De tudo isto, o discurso político soube tirar as devidas lições. Se nada for feito, a Segurança Social, no prazo de 10, talvez 20, na melhor das hipóteses, 25 anos, entrará em bancarrota. A viabilidade do Estado e, por metonímia, a viabilidade do país, está seriamente ameaçada, se as contas públicas não forem controladas e se o trabalho não for racionalizado, isto é, contido nos seus custos.
São conhecidas as consequências da influenza.
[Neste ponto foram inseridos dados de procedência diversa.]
use std::time::Duration;

use crate::color::Rgba;
use crate::transition::ColorSet;

pub const DEFAULT_COLOR1: &str = "#DE443B";
pub const DEFAULT_COLOR2: &str = "#006BB4";
pub const DEFAULT_COLOR3: &str = "#162325";

/// Every visual knob of the backdrop effect.
///
/// Colors are stored decoded; use [`EffectParameters::with_hex_colors`] to
/// feed the hex strings the host application works with. Non-color fields are
/// pushed into the uniforms immediately when they change, colors go through
/// the cross-fade in [`crate::transition`].
#[derive(Debug, Clone, PartialEq)]
pub struct EffectParameters {
    /// Rotation applied to the swirl (`uSpinRotation`).
    pub spin_rotation: f32,
    /// How quickly the paint pattern churns (`uSpinSpeed`).
    pub spin_speed: f32,
    /// Offset of the swirl center in normalized screen units.
    pub offset: [f32; 2],
    pub color1: Rgba,
    pub color2: Rgba,
    pub color3: Rgba,
    pub contrast: f32,
    pub lighting: f32,
    pub spin_amount: f32,
    /// Pixelation density; larger values mean finer pixels.
    pub pixel_filter: f32,
    pub spin_ease: f32,
    /// Animate the rotation over time instead of holding a fixed angle.
    pub rotate: bool,
    /// Forward pointer movement into `uMouse`.
    pub mouse_interaction: bool,
    /// Length of the color cross-fade.
    pub transition: Duration,
}

impl Default for EffectParameters {
    fn default() -> Self {
        Self {
            spin_rotation: -2.0,
            spin_speed: 7.0,
            offset: [0.0, 0.0],
            color1: Rgba::from_bytes([0xDE, 0x44, 0x3B, 0xFF]),
            color2: Rgba::from_bytes([0x00, 0x6B, 0xB4, 0xFF]),
            color3: Rgba::from_bytes([0x16, 0x23, 0x25, 0xFF]),
            contrast: 3.5,
            lighting: 0.4,
            spin_amount: 0.25,
            pixel_filter: 745.0,
            spin_ease: 1.0,
            rotate: false,
            mouse_interaction: true,
            transition: Duration::from_millis(800),
        }
    }
}

impl EffectParameters {
    pub fn new() -> Self {
        Self::default()
    }

    /// Replaces all three colors from hex strings; malformed entries become
    /// transparent black.
    pub fn with_hex_colors(mut self, color1: &str, color2: &str, color3: &str) -> Self {
        self.color1 = Rgba::from_hex_or_transparent(color1);
        self.color2 = Rgba::from_hex_or_transparent(color2);
        self.color3 = Rgba::from_hex_or_transparent(color3);
        self
    }

    pub fn colors(&self) -> ColorSet {
        [self.color1, self.color2, self.color3]
    }

    pub fn set_colors(&mut self, colors: ColorSet) {
        [self.color1, self.color2, self.color3] = colors;
    }
}
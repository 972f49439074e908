use std::fmt;

use bytemuck::{Pod, Zeroable};

use crate::params::EffectParameters;
use crate::surface::SurfaceSize;
use crate::transition::ColorSet;

/// CPU mirror of the `EffectParams` uniform block.
///
/// The field order must match the std140 block declared in
/// [`crate::compile`]; every member is a 4-byte scalar so the struct has no
/// implicit padding and can be uploaded with `bytemuck::bytes_of`.
#[repr(C)]
#[derive(Clone, Copy, Debug, PartialEq, Pod, Zeroable)]
pub struct EffectUniforms {
    /// Width, height, aspect ratio; the fourth lane is unused.
    pub i_resolution: [f32; 4],
    pub u_color1: [f32; 4],
    pub u_color2: [f32; 4],
    pub u_color3: [f32; 4],
    pub u_offset: [f32; 2],
    pub u_mouse: [f32; 2],
    pub i_time: f32,
    pub u_spin_rotation: f32,
    pub u_spin_speed: f32,
    pub u_contrast: f32,
    pub u_lighting: f32,
    pub u_spin_amount: f32,
    pub u_pixel_filter: f32,
    pub u_spin_ease: f32,
    /// GLSL `bool` is not host-shareable; the shader compares against zero.
    pub u_is_rotate: u32,
    pub _padding: [u32; 3],
}

impl EffectUniforms {
    /// Byte size of the uniform block.
    pub const SIZE: u64 = std::mem::size_of::<Self>() as u64;

    pub fn new(parameters: &EffectParameters, size: SurfaceSize) -> Self {
        let mut uniforms = Self::zeroed();
        uniforms.u_mouse = [0.5, 0.5];
        uniforms.apply_parameters(parameters);
        uniforms.set_colors(&parameters.colors());
        uniforms.set_resolution(size);
        uniforms
    }

    /// Pushes every non-color parameter; colors are owned by the transition engine.
    pub fn apply_parameters(&mut self, parameters: &EffectParameters) {
        self.u_spin_rotation = parameters.spin_rotation;
        self.u_spin_speed = parameters.spin_speed;
        self.u_offset = parameters.offset;
        self.u_contrast = parameters.contrast;
        self.u_lighting = parameters.lighting;
        self.u_spin_amount = parameters.spin_amount;
        self.u_pixel_filter = parameters.pixel_filter;
        self.u_spin_ease = parameters.spin_ease;
        self.u_is_rotate = u32::from(parameters.rotate);
    }

    pub fn set_time(&mut self, seconds: f32) {
        self.i_time = seconds;
    }

    /// Updates width, height and the cached aspect ratio.
    pub fn set_resolution(&mut self, size: SurfaceSize) {
        self.i_resolution = [size.width as f32, size.height as f32, size.aspect(), 0.0];
    }

    pub fn resolution(&self) -> [f32; 3] {
        [
            self.i_resolution[0],
            self.i_resolution[1],
            self.i_resolution[2],
        ]
    }

    pub fn set_colors(&mut self, colors: &ColorSet) {
        self.u_color1 = colors[0].channels();
        self.u_color2 = colors[1].channels();
        self.u_color3 = colors[2].channels();
    }

    pub fn set_pointer(&mut self, position: [f32; 2]) {
        self.u_mouse = position;
    }

    /// Writes one uniform by its shader name.
    pub fn set(&mut self, name: &str, value: UniformValue) -> Result<(), UniformError> {
        let slot = UniformSlot::from_name(name)
            .ok_or_else(|| UniformError::Unknown(name.to_string()))?;
        let mismatch = UniformError::TypeMismatch {
            name: slot.name(),
            expected: slot.kind(),
            found: value.kind(),
        };
        match (slot, value) {
            (UniformSlot::Time, UniformValue::Float(v)) => self.i_time = v,
            (UniformSlot::Resolution, UniformValue::Vec3([w, h, aspect])) => {
                self.i_resolution = [w, h, aspect, 0.0]
            }
            (UniformSlot::SpinRotation, UniformValue::Float(v)) => self.u_spin_rotation = v,
            (UniformSlot::SpinSpeed, UniformValue::Float(v)) => self.u_spin_speed = v,
            (UniformSlot::Offset, UniformValue::Vec2(v)) => self.u_offset = v,
            (UniformSlot::Color1, UniformValue::Vec4(v)) => self.u_color1 = v,
            (UniformSlot::Color2, UniformValue::Vec4(v)) => self.u_color2 = v,
            (UniformSlot::Color3, UniformValue::Vec4(v)) => self.u_color3 = v,
            (UniformSlot::Contrast, UniformValue::Float(v)) => self.u_contrast = v,
            (UniformSlot::Lighting, UniformValue::Float(v)) => self.u_lighting = v,
            (UniformSlot::SpinAmount, UniformValue::Float(v)) => self.u_spin_amount = v,
            (UniformSlot::PixelFilter, UniformValue::Float(v)) => self.u_pixel_filter = v,
            (UniformSlot::SpinEase, UniformValue::Float(v)) => self.u_spin_ease = v,
            (UniformSlot::IsRotate, UniformValue::Bool(v)) => self.u_is_rotate = u32::from(v),
            (UniformSlot::Mouse, UniformValue::Vec2(v)) => self.u_mouse = v,
            _ => return Err(mismatch),
        }
        Ok(())
    }

    /// Reads one uniform by its shader name.
    pub fn get(&self, name: &str) -> Option<UniformValue> {
        let value = match UniformSlot::from_name(name)? {
            UniformSlot::Time => UniformValue::Float(self.i_time),
            UniformSlot::Resolution => UniformValue::Vec3(self.resolution()),
            UniformSlot::SpinRotation => UniformValue::Float(self.u_spin_rotation),
            UniformSlot::SpinSpeed => UniformValue::Float(self.u_spin_speed),
            UniformSlot::Offset => UniformValue::Vec2(self.u_offset),
            UniformSlot::Color1 => UniformValue::Vec4(self.u_color1),
            UniformSlot::Color2 => UniformValue::Vec4(self.u_color2),
            UniformSlot::Color3 => UniformValue::Vec4(self.u_color3),
            UniformSlot::Contrast => UniformValue::Float(self.u_contrast),
            UniformSlot::Lighting => UniformValue::Float(self.u_lighting),
            UniformSlot::SpinAmount => UniformValue::Float(self.u_spin_amount),
            UniformSlot::PixelFilter => UniformValue::Float(self.u_pixel_filter),
            UniformSlot::SpinEase => UniformValue::Float(self.u_spin_ease),
            UniformSlot::IsRotate => UniformValue::Bool(self.u_is_rotate != 0),
            UniformSlot::Mouse => UniformValue::Vec2(self.u_mouse),
        };
        Some(value)
    }
}

/// Named entries of the uniform table.
#[derive(Debug, Clone, Copy, PartialEq, Eq)]
pub enum UniformSlot {
    Time,
    Resolution,
    SpinRotation,
    SpinSpeed,
    Offset,
    Color1,
    Color2,
    Color3,
    Contrast,
    Lighting,
    SpinAmount,
    PixelFilter,
    SpinEase,
    IsRotate,
    Mouse,
}

impl UniformSlot {
    pub const ALL: [UniformSlot; 15] = [
        UniformSlot::Time,
        UniformSlot::Resolution,
        UniformSlot::SpinRotation,
        UniformSlot::SpinSpeed,
        UniformSlot::Offset,
        UniformSlot::Color1,
        UniformSlot::Color2,
        UniformSlot::Color3,
        UniformSlot::Contrast,
        UniformSlot::Lighting,
        UniformSlot::SpinAmount,
        UniformSlot::PixelFilter,
        UniformSlot::SpinEase,
        UniformSlot::IsRotate,
        UniformSlot::Mouse,
    ];

    pub fn from_name(name: &str) -> Option<Self> {
        Self::ALL.into_iter().find(|slot| slot.name() == name)
    }

    pub fn name(self) -> &'static str {
        match self {
            UniformSlot::Time => "iTime",
            UniformSlot::Resolution => "iResolution",
            UniformSlot::SpinRotation => "uSpinRotation",
            UniformSlot::SpinSpeed => "uSpinSpeed",
            UniformSlot::Offset => "uOffset",
            UniformSlot::Color1 => "uColor1",
            UniformSlot::Color2 => "uColor2",
            UniformSlot::Color3 => "uColor3",
            UniformSlot::Contrast => "uContrast",
            UniformSlot::Lighting => "uLighting",
            UniformSlot::SpinAmount => "uSpinAmount",
            UniformSlot::PixelFilter => "uPixelFilter",
            UniformSlot::SpinEase => "uSpinEase",
            UniformSlot::IsRotate => "uIsRotate",
            UniformSlot::Mouse => "uMouse",
        }
    }

    pub fn kind(self) -> UniformKind {
        match self {
            UniformSlot::Resolution => UniformKind::Vec3,
            UniformSlot::Offset | UniformSlot::Mouse => UniformKind::Vec2,
            UniformSlot::Color1 | UniformSlot::Color2 | UniformSlot::Color3 => UniformKind::Vec4,
            UniformSlot::IsRotate => UniformKind::Bool,
            _ => UniformKind::Float,
        }
    }

    /// Index into a [`ColorSet`] for the three color slots.
    pub fn color_index(self) -> Option<usize> {
        match self {
            UniformSlot::Color1 => Some(0),
            UniformSlot::Color2 => Some(1),
            UniformSlot::Color3 => Some(2),
            _ => None,
        }
    }
}

#[derive(Debug, Clone, Copy, PartialEq, Eq)]
pub enum UniformKind {
    Float,
    Vec2,
    Vec3,
    Vec4,
    Bool,
}

impl fmt::Display for UniformKind {
    fn fmt(&self, f: &mut fmt::Formatter<'_>) -> fmt::Result {
        match self {
            UniformKind::Float => f.write_str("float"),
            UniformKind::Vec2 => f.write_str("vec2"),
            UniformKind::Vec3 => f.write_str("vec3"),
            UniformKind::Vec4 => f.write_str("vec4"),
            UniformKind::Bool => f.write_str("bool"),
        }
    }
}

#[derive(Debug, Clone, Copy, PartialEq)]
pub enum UniformValue {
    Float(f32),
    Vec2([f32; 2]),
    Vec3([f32; 3]),
    Vec4([f32; 4]),
    Bool(bool),
}

impl UniformValue {
    pub fn kind(&self) -> UniformKind {
        match self {
            UniformValue::Float(_) => UniformKind::Float,
            UniformValue::Vec2(_) => UniformKind::Vec2,
            UniformValue::Vec3(_) => UniformKind::Vec3,
            UniformValue::Vec4(_) => UniformKind::Vec4,
            UniformValue::Bool(_) => UniformKind::Bool,
        }
    }
}

#[derive(Debug, Clone, PartialEq, thiserror::Error)]
pub enum UniformError {
    #[error("unknown uniform '{0}'")]
    Unknown(String),
    #[error("uniform '{name}' expects a {expected}, got a {found}")]
    TypeMismatch {
        name: &'static str,
        expected: UniformKind,
        found: UniformKind,
    },
}

#[cfg(test)]
mod tests {
    use super::*;

    fn size(width: u32, height: u32) -> SurfaceSize {
        SurfaceSize::new(width, height)
    }

    #[test]
    fn block_is_std140_sized() {
        assert_eq!(std::mem::size_of::<EffectUniforms>(), 128);
        assert_eq!(std::mem::size_of::<EffectUniforms>() % 16, 0);
    }

    #[test]
    fn resolution_carries_exact_aspect_ratio() {
        let mut uniforms = EffectUniforms::new(&EffectParameters::default(), size(1, 1));
        for (w, h) in [(1920u32, 1080u32), (1080, 1920), (333, 7), (1, 1)] {
            uniforms.set_resolution(size(w, h));
            let [width, height, aspect] = uniforms.resolution();
            assert_eq!(width, w as f32);
            assert_eq!(height, h as f32);
            assert_eq!(aspect, w as f32 / h as f32);
        }
    }

    #[test]
    fn new_seeds_pointer_and_parameters() {
        let params = EffectParameters {
            rotate: true,
            pixel_filter: 600.0,
            ..EffectParameters::default()
        };
        let uniforms = EffectUniforms::new(&params, size(800, 600));
        assert_eq!(uniforms.u_mouse, [0.5, 0.5]);
        assert_eq!(uniforms.u_is_rotate, 1);
        assert_eq!(uniforms.u_pixel_filter, 600.0);
        assert_eq!(uniforms.u_color1, params.color1.channels());
    }

    #[test]
    fn set_by_name_round_trips_through_get() {
        let mut uniforms = EffectUniforms::new(&EffectParameters::default(), size(4, 3));
        uniforms
            .set("uContrast", UniformValue::Float(2.0))
            .expect("float uniform");
        uniforms
            .set("uIsRotate", UniformValue::Bool(true))
            .expect("bool uniform");
        uniforms
            .set("uOffset", UniformValue::Vec2([0.1, -0.1]))
            .expect("vec2 uniform");
        assert_eq!(uniforms.get("uContrast"), Some(UniformValue::Float(2.0)));
        assert_eq!(uniforms.get("uIsRotate"), Some(UniformValue::Bool(true)));
        assert_eq!(uniforms.get("uOffset"), Some(UniformValue::Vec2([0.1, -0.1])));
        assert_eq!(
            uniforms.get("iResolution"),
            Some(UniformValue::Vec3([4.0, 3.0, 4.0 / 3.0]))
        );
    }

    #[test]
    fn set_rejects_unknown_names_and_wrong_types() {
        let mut uniforms = EffectUniforms::new(&EffectParameters::default(), size(4, 3));
        assert_eq!(
            uniforms.set("uGlow", UniformValue::Float(1.0)),
            Err(UniformError::Unknown("uGlow".into()))
        );
        assert_eq!(
            uniforms.set("uColor1", UniformValue::Float(1.0)),
            Err(UniformError::TypeMismatch {
                name: "uColor1",
                expected: UniformKind::Vec4,
                found: UniformKind::Float,
            })
        );
    }

    #[test]
    fn every_slot_name_resolves_back() {
        for slot in UniformSlot::ALL {
            assert_eq!(UniformSlot::from_name(slot.name()), Some(slot));
        }
    }
}
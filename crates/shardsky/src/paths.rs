//! Locates the shardsky configuration directory.
//!
//! `SHARDSKY_CONFIG_DIR` overrides the platform default
//! (`$XDG_CONFIG_HOME/shardsky` on Linux). Nothing is created on disk; a
//! missing directory simply means built-in defaults apply.

use std::env;
use std::path::{Path, PathBuf};

use anyhow::{anyhow, Result};
use directories_next::ProjectDirs;

pub const ENV_CONFIG_DIR: &str = "SHARDSKY_CONFIG_DIR";
pub const CONFIG_FILE_NAME: &str = "backdrop.toml";

const QUALIFIER: &str = "org";
const ORGANISATION: &str = "shardsky";
const APPLICATION: &str = "shardsky";

#[derive(Debug, Clone)]
pub struct AppPaths {
    config_dir: PathBuf,
}

impl AppPaths {
    pub fn discover() -> Result<Self> {
        if let Some(config_dir) = env_override(ENV_CONFIG_DIR) {
            return Ok(Self { config_dir });
        }

        let project_dirs = ProjectDirs::from(QUALIFIER, ORGANISATION, APPLICATION)
            .ok_or_else(|| anyhow!("failed to determine user directories"))?;
        Ok(Self {
            config_dir: project_dirs.config_dir().to_path_buf(),
        })
    }

    pub fn config_dir(&self) -> &Path {
        &self.config_dir
    }

    pub fn config_file(&self) -> PathBuf {
        self.config_dir.join(CONFIG_FILE_NAME)
    }
}

fn env_override(name: &str) -> Option<PathBuf> {
    match env::var_os(name) {
        Some(value) if !value.is_empty() => Some(PathBuf::from(value)),
        _ => None,
    }
}

#[cfg(test)]
mod tests {
    use super::*;
    use std::ffi::OsString;
    use std::sync::{Mutex, OnceLock};
    use tempfile::TempDir;

    fn env_lock() -> &'static Mutex<()> {
        static ENV_LOCK: OnceLock<Mutex<()>> = OnceLock::new();
        ENV_LOCK.get_or_init(|| Mutex::new(()))
    }

    struct EnvGuard {
        key: &'static str,
        previous: Option<OsString>,
    }

    impl EnvGuard {
        fn set(key: &'static str, value: &Path) -> Self {
            let previous = env::var_os(key);
            env::set_var(key, value);
            Self { key, previous }
        }

        fn clear(key: &'static str) -> Self {
            let previous = env::var_os(key);
            env::remove_var(key);
            Self { key, previous }
        }
    }

    impl Drop for EnvGuard {
        fn drop(&mut self) {
            if let Some(value) = self.previous.take() {
                env::set_var(self.key, value);
            } else {
                env::remove_var(self.key);
            }
        }
    }

    #[test]
    fn env_override_takes_precedence() {
        let _guard = env_lock().lock().unwrap();
        let root = TempDir::new().unwrap();
        let _config_guard = EnvGuard::set(ENV_CONFIG_DIR, root.path());

        let paths = AppPaths::discover().unwrap();
        assert_eq!(paths.config_dir(), root.path());
        assert_eq!(paths.config_file(), root.path().join("backdrop.toml"));
    }

    #[test]
    fn default_location_ends_with_application_name() {
        let _guard = env_lock().lock().unwrap();
        let _config_guard = EnvGuard::clear(ENV_CONFIG_DIR);

        if let Ok(paths) = AppPaths::discover() {
            assert!(paths.config_dir().ends_with("shardsky"));
        }
    }
}
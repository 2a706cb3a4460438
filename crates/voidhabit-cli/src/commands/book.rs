use chrono::{NaiveDate, Utc};
use clap::Subcommand;
use serde_json::json;

use voidhabit_core::books::{completed_count, initials, Book, BookStatus, COLOR_GRADIENTS};
use voidhabit_core::storage::Database;

use super::{print_json, CliResult};

#[derive(Subcommand)]
pub enum BookAction {
    /// Add a book to the shelf
    Add {
        title: String,
        author: String,
        /// wishlist (default), reading or completed
        #[arg(long, value_parser = parse_status)]
        status: Option<BookStatus>,
    },
    /// List the shelf
    List {
        #[arg(long)]
        json: bool,
    },
    /// Move a book to a new status
    SetStatus {
        id: String,
        #[arg(value_parser = parse_status)]
        status: BookStatus,
        /// Finish date to record with a completed status
        #[arg(long)]
        finish_date: Option<NaiveDate>,
    },
    /// Remove a book from the shelf
    Delete { id: String },
}

fn parse_status(raw: &str) -> Result<BookStatus, String> {
    match raw {
        "wishlist" => Ok(BookStatus::Wishlist),
        "reading" => Ok(BookStatus::Reading),
        "completed" => Ok(BookStatus::Completed),
        other => Err(format!(
            "unknown status '{other}' (expected wishlist, reading or completed)"
        )),
    }
}

pub fn run(action: BookAction) -> CliResult {
    let db = Database::open()?;

    match action {
        BookAction::Add {
            title,
            author,
            status,
        } => {
            if title.trim().is_empty() {
                return Err("book title must not be empty".into());
            }
            let mut book = Book::new(title, author);
            // Gradients cycle with the shelf size, as the original covers
            // did.
            let shelf = db.list_books()?;
            book.color_gradient = COLOR_GRADIENTS[shelf.len() % COLOR_GRADIENTS.len()].into();
            if let Some(status) = status {
                book.status = status;
                if status == BookStatus::Reading {
                    book.start_date = Some(Utc::now().date_naive());
                }
            }
            db.insert_book(&book)?;
            print_json(&book)?;
        }
        BookAction::List { json } => {
            let books = db.list_books()?;
            if json {
                return print_json(&books);
            }
            println!("Estante ({} concluídos)", completed_count(&books));
            for b in &books {
                println!(
                    "  [{}] {} - {} ({}) {}",
                    initials(&b.title),
                    b.title,
                    b.author,
                    b.status.label(),
                    b.id,
                );
            }
        }
        BookAction::SetStatus {
            id,
            status,
            finish_date,
        } => {
            let finish = match status {
                BookStatus::Completed => {
                    Some(finish_date.unwrap_or_else(|| Utc::now().date_naive()))
                }
                _ => None,
            };
            db.set_book_status(&id, status, finish)?;
            print_json(&json!({ "id": id, "status": status, "finish_date": finish }))?;
        }
        BookAction::Delete { id } => {
            db.delete_book(&id)?;
            println!("deleted {id}");
        }
    }
    Ok(())
}
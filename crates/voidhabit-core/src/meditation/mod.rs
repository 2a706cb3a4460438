//! Meditation session state machine.
//!
//! ```text
//! Idle -> Running -> Idle (manual stop, elapsed kept unless goal met)
//!                 -> auto-complete at goal (report emitted, fresh Idle)
//! ```
//!
//! The session embeds an elapsed-mode [`TimerEngine`] ticked once per second
//! by the caller. Reaching the goal auto-stops and reports on that same
//! tick. A session counts as successful once 60% of the goal has elapsed,
//! whether it ends by auto-complete or by a manual stop.

use chrono::{NaiveDate, Utc};
use serde::{Deserialize, Serialize};

use crate::timer::TimerEngine;

/// Percentage of the goal that must elapse for a session to count.
pub const GOAL_MET_THRESHOLD_PCT: u32 = 60;

/// Record emitted once per stop or auto-complete, consumed by the
/// meditation log.
#[derive(Debug, Clone, PartialEq, Eq, Serialize, Deserialize)]
pub struct MeditationReport {
    pub date: NaiveDate,
    pub duration_minutes: u32,
    pub goal_met: bool,
    pub focus_mode: bool,
    pub note: String,
}

/// Ephemeral meditation session against a configured goal.
#[derive(Debug, Clone, Serialize, Deserialize)]
pub struct MeditationSession {
    goal_secs: u64,
    /// Display-only flag, carried into the report unchanged.
    focus_mode: bool,
    timer: TimerEngine,
}

impl MeditationSession {
    pub fn new(goal_minutes: u32) -> Self {
        let goal_secs = u64::from(goal_minutes) * 60;
        Self {
            goal_secs,
            focus_mode: true,
            timer: TimerEngine::elapsed(goal_secs),
        }
    }

    // ── Queries ──────────────────────────────────────────────────────

    pub fn goal_minutes(&self) -> u32 {
        (self.goal_secs / 60) as u32
    }

    pub fn goal_secs(&self) -> u64 {
        self.goal_secs
    }

    pub fn elapsed_secs(&self) -> u64 {
        self.timer.seconds()
    }

    pub fn time_left_secs(&self) -> u64 {
        self.goal_secs.saturating_sub(self.timer.seconds())
    }

    pub fn is_running(&self) -> bool {
        self.timer.is_running()
    }

    pub fn focus_mode(&self) -> bool {
        self.focus_mode
    }

    pub fn set_focus_mode(&mut self, on: bool) {
        self.focus_mode = on;
    }

    /// Progress toward the goal, rounded, clamped to 100.
    pub fn percentage(&self) -> u32 {
        if self.goal_secs == 0 {
            return 0;
        }
        let pct = (self.timer.seconds() as f64 / self.goal_secs as f64) * 100.0;
        (pct.round() as u32).min(100)
    }

    pub fn goal_met(&self) -> bool {
        self.percentage() >= GOAL_MET_THRESHOLD_PCT
    }

    // ── Commands ─────────────────────────────────────────────────────

    /// Begin counting. A non-positive goal has no meaningful session to
    /// run, so this is a guarded no-op; returns whether counting started.
    pub fn start(&mut self) -> bool {
        if self.goal_secs == 0 {
            return false;
        }
        self.timer.start()
    }

    /// One-second tick. Returns the auto-complete report on the tick that
    /// reaches the goal: the timer stops itself, the report carries the
    /// full goal duration, and the session resets to a fresh Idle.
    pub fn tick(&mut self) -> Option<MeditationReport> {
        if !self.timer.tick() {
            return None;
        }
        let report = MeditationReport {
            date: Utc::now().date_naive(),
            duration_minutes: self.goal_minutes(),
            goal_met: true,
            focus_mode: self.focus_mode,
            note: "Objetivo completo (100%)".into(),
        };
        self.timer.reset();
        Some(report)
    }

    /// Manual stop before the goal. Reports whole elapsed minutes and the
    /// 60%-threshold verdict; elapsed time is kept for a later resume
    /// unless the goal was already met.
    pub fn stop(&mut self) -> MeditationReport {
        self.timer.stop();
        let pct = self.percentage();
        let met = self.goal_met();
        let report = MeditationReport {
            date: Utc::now().date_naive(),
            duration_minutes: (self.timer.seconds() / 60) as u32,
            goal_met: met,
            focus_mode: self.focus_mode,
            note: if met {
                format!("Objetivo completo ({pct}%)")
            } else {
                format!("Sessão pausada ({pct}%)")
            },
        };
        if met {
            self.timer.reset();
        }
        report
    }
}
Nas pandemias e no inflar nos espíritos da fluência climatórica (e do seu contraponto: a nefasta interferência humana no clima), anuncia-se a libertação dos demónios, que o Inferno reúne em si. À letra: um pandemónio. A amplificação do terror pede argumentos à altura: ad terrorem. Isto é: dado um caso, seguir-se-á, inevitavelmente, consequências de tal modo terríficas, que todo o pensamento fica tolhido. A demissão crítica funciona, em primeiro lugar, sobre a ausência de averiguação objectiva e rigorosa da existência do «caso». Se a incontinência do deficit ameaça a sobrevivência do Estado Social e põe em risco a viabilidade do país, para que o deficit seja anulado, o Estado tem que se livrar das suas funções sociais. Ora, o salto argumentativo, a ser efectivamente transposto para a realidade, comporta riscos de convulsão social.
Na fidelidade aos princípios pragmáticos (que «desideologicamente» suportam tal intenção), prediz-se, desde já, que a Diplomacia, as Polícias, as Forças Armadas e a Justiça continuarão dentro das funções do Estado. Que o mesmo é dizer: na política externa, a manutenção dos «fins humanitários»; na política doméstica, a manutenção da ordem pública.
Para grandes males, grandes remédios.
in «Crónicas», Incomunidade Edições, Lisboa, 2008, p. 41 e sgs.